» WHAT YOU ARE ASKED TO DO:
Every line of the data below that holds the string "reparsed" needs to be reported.

» TASK DATA:
====

#[cfg(test)]
mod tests {
    use super::*;

    fn resolve(yaml: &str) -> Result<Configuration> {
        let parser = ConfigParser::new();
        let file = parser.parse_yaml(yaml, None)?;
        parser.resolve(&file)
    }

    fn addresses(config: &Configuration) -> Vec<String> {
        config.resources.iter().map(|s| s.address.to_string()).collect()
    }

    #[test]
    fn test_parse_minimal_config() {
        let config = resolve("project: { name: demo }").unwrap();
        assert_eq!(config.project.name, "demo");
        assert_eq!(config.settings.parallelism, 10);
        assert!(config.resources.is_empty());
    }

    #[test]
    fn test_count_and_variables() {
        let yaml = r#"
project: { name: demo }
variables:
  greeting: { default: hello }
resources:
  - type: local_file
    name: motd
    count: 2
    attributes:
      path: "out/motd-${count.index}.txt"
      content: "${var.greeting}"
"#;
        let config = resolve(yaml).unwrap();
        assert_eq!(addresses(&config), vec!["local_file.motd[0]", "local_file.motd[1]"]);
        let second = &config.resources[1];
        assert_eq!(second.attributes["path"], Value::from("out/motd-1.txt"));
        assert_eq!(second.attributes["content"], Value::from("hello"));
    }

    #[test]
    fn test_cli_variable_wins_over_default() {
        let yaml = r#"
project: { name: demo }
variables:
  greeting: { default: hello }
resources:
  - { type: null_resource, name: a, attributes: { triggers: { g: "${var.greeting}" } } }
"#;
        let parser = ConfigParser::new().with_variable("greeting", "bonjour");
        let file = parser.parse_yaml(yaml, None).unwrap();
        let config = parser.resolve(&file).unwrap();
        let triggers = config.resources[0].attributes["triggers"].as_map().unwrap();
        assert_eq!(triggers["g"], Value::from("bonjour"));
    }

    #[test]
    fn test_undefined_variable_fails() {
        let yaml = r#"
project: { name: demo }
resources:
  - { type: null_resource, name: a, attributes: { triggers: { g: "${var.nope}" } } }
"#;
        let err = resolve(yaml).unwrap_err();
        assert!(matches!(err, ForgeError::Config(ConfigError::UndefinedVariable { .. })));
    }

    #[test]
    fn test_for_each_keys_with_quotes_round_trip() {
        let yaml = r#"
project: { name: demo }
resources:
  - type: null_resource
    name: n
    for_each: ['a"]b', 'back\slash']
"#;
        let config = resolve(yaml).unwrap();
        assert_eq!(config.resources.len(), 2);
        for spec in &config.resources {
            let reparsed: ResourceAddress = spec.address.to_string().parse().unwrap();
            assert_eq!(reparsed, spec.address);
        }
    }

    #[test]
    fn test_for_each_map_and_references_survive() {
        let yaml = r#"
project: { name: demo }
resources:
  - type: local_file
    name: site
    for_each: { blue: "b.txt", green: "g.txt" }
    attributes:
      path: "${each.value}"
      content: "${each.key} ${null_resource.seed.id} $${HOME}"
  - { type: null_resource, name: seed }
"#;
        let config = resolve(yaml).unwrap();
        assert_eq!(
            addresses(&config),
            vec![r#"local_file.site["blue"]"#, r#"local_file.site["green"]"#, "null_resource.seed"]
        );
        let blue = &config.resources[0];
        assert_eq!(blue.attributes["path"], Value::from("b.txt"));
        assert_eq!(
            blue.attributes["content"],
            Value::from("blue ${null_resource.seed.id} $${HOME}")
        );
        assert!(blue.references.contains(&"null_resource.seed".parse().unwrap()));
    }

    #[test]
    fn test_modules_prefix_addresses_and_dependencies() {
        let yaml = r#"
project: { name: demo }
modules:
  net:
    resources:
      - { type: null_resource, name: vpc }
      - { type: null_resource, name: subnet, depends_on: [null_resource.vpc] }
"#;
        let config = resolve(yaml).unwrap();
        let subnet = config.resource(&"module.net.null_resource.subnet".parse().unwrap()).unwrap();
        assert!(subnet.depends_on.contains(&"module.net.null_resource.vpc".parse().unwrap()));
    }

    #[test]
    fn test_depends_on_counted_resource_expands() {
        let yaml = r#"
project: { name: demo }
resources:
  - { type: null_resource, name: worker, count: 2 }
  - { type: null_resource, name: lb, depends_on: [null_resource.worker] }
"#;
        let config = resolve(yaml).unwrap();
        let lb = config.resource(&"null_resource.lb".parse().unwrap()).unwrap();
        assert_eq!(lb.depends_on.len(), 2);
    }

    #[test]
    fn test_duplicate_address_rejected() {
        let yaml = r#"
project: { name: demo }
resources:
  - { type: null_resource, name: a }
  - { type: null_resource, name: a }
"#;
        let err = resolve(yaml).unwrap_err();
        assert!(matches!(err, ForgeError::Config(ConfigError::DuplicateAddress { .. })));
    }

    #[test]
    fn test_moved_blocks_parse() {
        let yaml = r#"
project: { name: demo }
moved:
  - { from: null_resource.old, to: "module.app.null_resource.new" }
"#;
        let config = resolve(yaml).unwrap();
        assert_eq!(config.moves.len(), 1);
        assert_eq!(config.moves[0].to.module_path, vec!["app"]);
    }

    #[test]
    fn test_find_config_file_searches_upward() {
        let dir = tempfile::tempdir().unwrap();
        let nested = dir.path().join("a/b");
        std::fs::create_dir_all(&nested).unwrap();
        std::fs::write(dir.path().join("forgeplan.yaml"), "project: { name: x }").unwrap();

        let found = find_config_file(&nested).unwrap();
        assert_eq!(found, dir.path().join("forgeplan.yaml"));
    }

    #[test]
    fn test_init_template_resolves() {
        let config = resolve(include_str!("../../templates/forgeplan.yaml")).unwrap();
        assert_eq!(
            addresses(&config),
            vec!["local_file.motd[0]", "local_file.motd[1]", "null_resource.seed"]
        );
        let seed: ResourceAddress = "null_resource.seed".parse().unwrap();
        for instance in ["local_file.motd[0]", "local_file.motd[1]"] {
            let address: ResourceAddress = instance.parse().unwrap();
            let motd = config.resources.iter().find(|r| r.address == address).unwrap();
            assert!(motd.dependencies().contains(&seed));
        }
    }
}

====

» REPLY:
            let reparsed: ResourceAddress = spec.address.to_string().parse().unwrap();
            assert_eq!(reparsed, spec.address);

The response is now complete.